À la base, je voulais te mettre une chouette photo de moi avec le bonnet rouge et les guirlandes autour du cou qui vont bien. Mais j’ai chopé c’te semaine une vieille rhino qui a quelque peu entamé ma sexyness habituelle. Je n’allais quand même pas me présenter à toi avec le nez rouge, la bouillotte et mes quintuples couches de pulls en laine, cela n’aurait pas fait une mère Noël très glamour 🙂 . Or donc, j’ai choisi l’image ci-dessus qui, même si elle ne me met pas en scène, est une bien belle photo de Noël.
Je connais beaucoup de gens qui décrient cette fête de Noël et la jugent aujourd’hui dévoyée, écœurante d’hypocrisie philanthrope et transpirant la débauche consumériste. On peut effectivement la voir comme ça. Mais c’est un jugement que je trouve réducteur autant que déprimant. Évidemment, si l’on n’a personne avec qui fêter Noël ou si l’on s’entend mal avec sa famille, je comprends que l’overdose de paillettes et la frénésie noëlliennes donnent la nausée.
Moi, je suis de ceux qui aiment Noël, sans doute parce que mon enfance agrippe de merveilleux souvenirs liés à cette date. Dans ma mémoire, bruissent encore des réveillons rieurs, des feux de cheminée, une maison enneigée, un sapin s’étirant royalement jusqu’au plafond du grand salon, des visages égayés par le champagne, des paquets multicolores, des gosses tout excités (dont je fais partie 🙂 ), le son de musiques carillonnées, un doux fumet de plat qui mijote, des voix tapageuses et gaies qui résonnent jusqu’au grenier, une table déjà mise recouverte de bougies et qui promet des discours enfiévrés… Ces souvenirs ressemblent à un Martine fête Noël : ils dispensent leurs couleurs pastels et leur bonheur passé jusqu’à me rendre nostalgique ; mais ils nourrissent aussi tellement mon identité et mon histoire que la reconnaissance finit toujours par l’emporter sur la mélancolie.

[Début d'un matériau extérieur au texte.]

/// Configuration management
use crate::error::{Result, ShareError};
use serde::{Deserialize, Serialize};
use std::net::SocketAddr;
use std::path::PathBuf;
use std::time::Duration;

const DEFAULT_PORT: u16 = 9000;

/// Node configuration
#[derive(Debug, Clone, Serialize, Deserialize)]
pub struct Config {
    /// Address the gateway listens on
    pub listen_addr: SocketAddr,

    /// Host other peers should use to reach this node
    pub advertised_host: String,

    /// Human readable node name reported by /api/info
    pub node_name: Option<String>,

    /// Data directory for identity, friends and downloads (defaults to `.nodeshare/node-<port>`)
    pub data_dir: Option<PathBuf>,

    /// Root of the local media/document tree (defaults to `<data_dir>/content`)
    pub content_dir: Option<PathBuf>,

    /// Ceiling for every outbound peer call and cache write
    pub peer_timeout: Duration,

    /// A friend seen within this window is online
    pub online_threshold: Duration,

    /// Concurrent transfers during a bulk download
    pub download_workers: usize,

    /// Default deadline for a whole bulk download
    pub download_deadline: Duration,
}

impl Default for Config {
    fn default() -> Self {
        Self {
            listen_addr: SocketAddr::from(([0, 0, 0, 0], DEFAULT_PORT)),
            advertised_host: "127.0.0.1".to_string(),
            node_name: None,
            data_dir: None,
            content_dir: None,
            peer_timeout: Duration::from_secs(5),
            online_threshold: Duration::from_secs(120),
            download_workers: 6,
            download_deadline: Duration::from_secs(300),
        }
    }
}

impl Config {
    /// Create config from command line arguments
    pub fn from_args(args: &[String]) -> Result<Self> {
        if args.len() < 2 {
            return Err(ShareError::Config(format!(
                "Usage: {} <port> [--host <addr>] [--name <name>] [--data-dir <path>] [--content-dir <path>] [--timeout-ms <ms>] [--online-secs <s>] [--workers <n>] [--deadline-secs <s>]",
                args.first().map(String::as_str).unwrap_or("nodeshare")
            )));
        }

        let port = args[1]
            .parse::<u16>()
            .map_err(|_| ShareError::Config("Port must be a valid number (0-65535)".to_string()))?;

        let mut config = Self {
            listen_addr: SocketAddr::from(([0, 0, 0, 0], port)),
            ..Default::default()
        };

        let mut i = 2;
        while i < args.len() {
            let flag = args[i].as_str();
            let value = args
                .get(i + 1)
                .ok_or_else(|| ShareError::Config(format!("{} requires an argument", flag)))?;
            match flag {
                "--host" => config.advertised_host = value.clone(),
                "--name" => config.node_name = Some(value.clone()),
                "--data-dir" => config.data_dir = Some(PathBuf::from(value)),
                "--content-dir" => config.content_dir = Some(PathBuf::from(value)),
                "--timeout-ms" => {
                    config.peer_timeout = Duration::from_millis(parse_number(flag, value)?)
                }
                "--online-secs" => {
                    config.online_threshold = Duration::from_secs(parse_number(flag, value)?)
                }
                "--workers" => config.download_workers = parse_number(flag, value)? as usize,
                "--deadline-secs" => {
                    config.download_deadline = Duration::from_secs(parse_number(flag, value)?)
                }
                other => {
                    return Err(ShareError::Config(format!("Unknown argument: {}", other)));
                }
            }
            i += 2;
        }

        // Env overrides (nice for scripts)
        if let Ok(host) = std::env::var("NODESHARE_HOST") {
            config.advertised_host = host;
        }
        if let Ok(dir) = std::env::var("NODESHARE_CONTENT_DIR") {
            config.content_dir = Some(PathBuf::from(dir));
        }
        if let Some(ms) = std::env::var("NODESHARE_TIMEOUT_MS")
            .ok()
            .and_then(|s| s.parse::<u64>().ok())
        {
            config.peer_timeout = Duration::from_millis(ms);
        }
        if let Some(n) = std::env::var("NODESHARE_WORKERS")
            .ok()
            .and_then(|s| s.parse::<usize>().ok())
        {
            config.download_workers = n;
        }

        config.validate()?;
        Ok(config)
    }

    pub fn validate(&self) -> Result<()> {
        if self.download_workers == 0 {
            return Err(ShareError::Config("--workers must be at least 1".to_string()));
        }
        if self.peer_timeout.is_zero() {
            return Err(ShareError::Config("--timeout-ms must be positive".to_string()));
        }
        if self.advertised_host.is_empty() || self.advertised_host.contains(':') {
            return Err(ShareError::Config(
                "--host must be a non-empty host without ':'".to_string(),
            ));
        }
        Ok(())
    }

    pub fn data_dir(&self) -> PathBuf {
        self.data_dir.clone().unwrap_or_else(|| {
            PathBuf::from(".nodeshare").join(format!("node-{}", self.listen_addr.port()))
        })
    }

    pub fn content_dir(&self) -> PathBuf {
        self.content_dir
            .clone()
            .unwrap_or_else(|| self.data_dir().join("content"))
    }

    pub fn node_name(&self) -> String {
        self.node_name
            .clone()
            .unwrap_or_else(|| format!("node-{}", self.listen_addr.port()))
    }
}

fn parse_number(flag: &str, value: &str) -> Result<u64> {
    value
        .parse::<u64>()
        .map_err(|_| ShareError::Config(format!("{} must be a non-negative number", flag)))
}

Peut-être aussi aimé-je Noël parce que j’ai la chance d’avoir un chéri et une famille formidables avec qui j’ai plaisir à festoyer et à échanger des cadeaux. C’est comme ça que je conçois cet événement. Un moment de partage, où l’on dit à l’autre : « Je suis content d’être avec toi, je pense à toi, je te connais, je t’apprécie. Et c’est la raison pour laquelle je t’offre ce présent, que j’ai choisi pour toi ». Je me refuse à considérer l’achat de cadeaux comme une corvée à laquelle se soumettre en traînant des pieds. Parce que j’aime l’idée que les êtres présents ce soir-là vont être gâtés, et pas seulement les enfants. D’accord c’est un budget. Mais au fond, ça, c’est un faux problème. Un cadeau n’a pas à être onéreux pour être magnifique. Il m’est souvent arrivé d’être bien plus comblée par un petit cadeau artisanal que l’on m’avait fait avec le cœur et qui m’était destiné à moi, spécifiquement, que par un objet clinquant que l’on m’offrait sans véritable intention personnelle.

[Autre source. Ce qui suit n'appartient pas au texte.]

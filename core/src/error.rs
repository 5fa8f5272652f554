/// Error types for the peer sync engine
use thiserror::Error;

#[derive(Error, Debug)]
pub enum ShareError {
    #[error("IO error: {0}")]
    Io(#[from] std::io::Error),

    #[error("Serialization error: {0}")]
    Serialization(#[from] serde_json::Error),

    /// Malformed connection string or request body
    #[error("Format error: {0}")]
    Format(String),

    /// Connection refused or name resolution failed
    #[error("Peer unreachable: {0}")]
    Unreachable(String),

    #[error("Timeout error: {0}")]
    Timeout(String),

    #[error("Not found: {0}")]
    NotFound(String),

    /// The remote answered but the payload could not be decoded
    #[error("Protocol error: {0}")]
    Protocol(String),

    #[error("Storage error: {0}")]
    Storage(String),

    #[error("Configuration error: {0}")]
    Config(String),
}

impl From<sled::Error> for ShareError {
    fn from(e: sled::Error) -> Self {
        ShareError::Storage(e.to_string())
    }
}

impl ShareError {
    /// Fixed HTTP status for each taxonomy entry
    pub fn status_code(&self) -> http::StatusCode {
        use http::StatusCode;
        match self {
            ShareError::Format(_) => StatusCode::BAD_REQUEST,
            ShareError::Unreachable(_) | ShareError::Protocol(_) => StatusCode::BAD_GATEWAY,
            ShareError::Timeout(_) => StatusCode::GATEWAY_TIMEOUT,
            ShareError::NotFound(_) => StatusCode::NOT_FOUND,
            ShareError::Io(_)
            | ShareError::Serialization(_)
            | ShareError::Storage(_)
            | ShareError::Config(_) => StatusCode::INTERNAL_SERVER_ERROR,
        }
    }

    /// Failure reported by or on the way to a remote peer
    pub fn is_remote(&self) -> bool {
        matches!(
            self,
            ShareError::Unreachable(_)
                | ShareError::Timeout(_)
                | ShareError::Protocol(_)
                | ShareError::NotFound(_)
        )
    }
}

pub type Result<T> = std::result::Result<T, ShareError>;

Voilà pourquoi j’aime le retour, chaque année, du 24 décembre. C’est l’occasion de me demander : « Comment puis-je faire à papa, à maman, à papi, à mamie, à tatie, à chéri, le cadeau qui leur exprimera que j’ai vraiment voulu leur faire plaisir, en fonction de ce que je sais d’eux, de leurs personnalité, de leurs goûts ? ». C’est un petit challenge que je prise infiniment.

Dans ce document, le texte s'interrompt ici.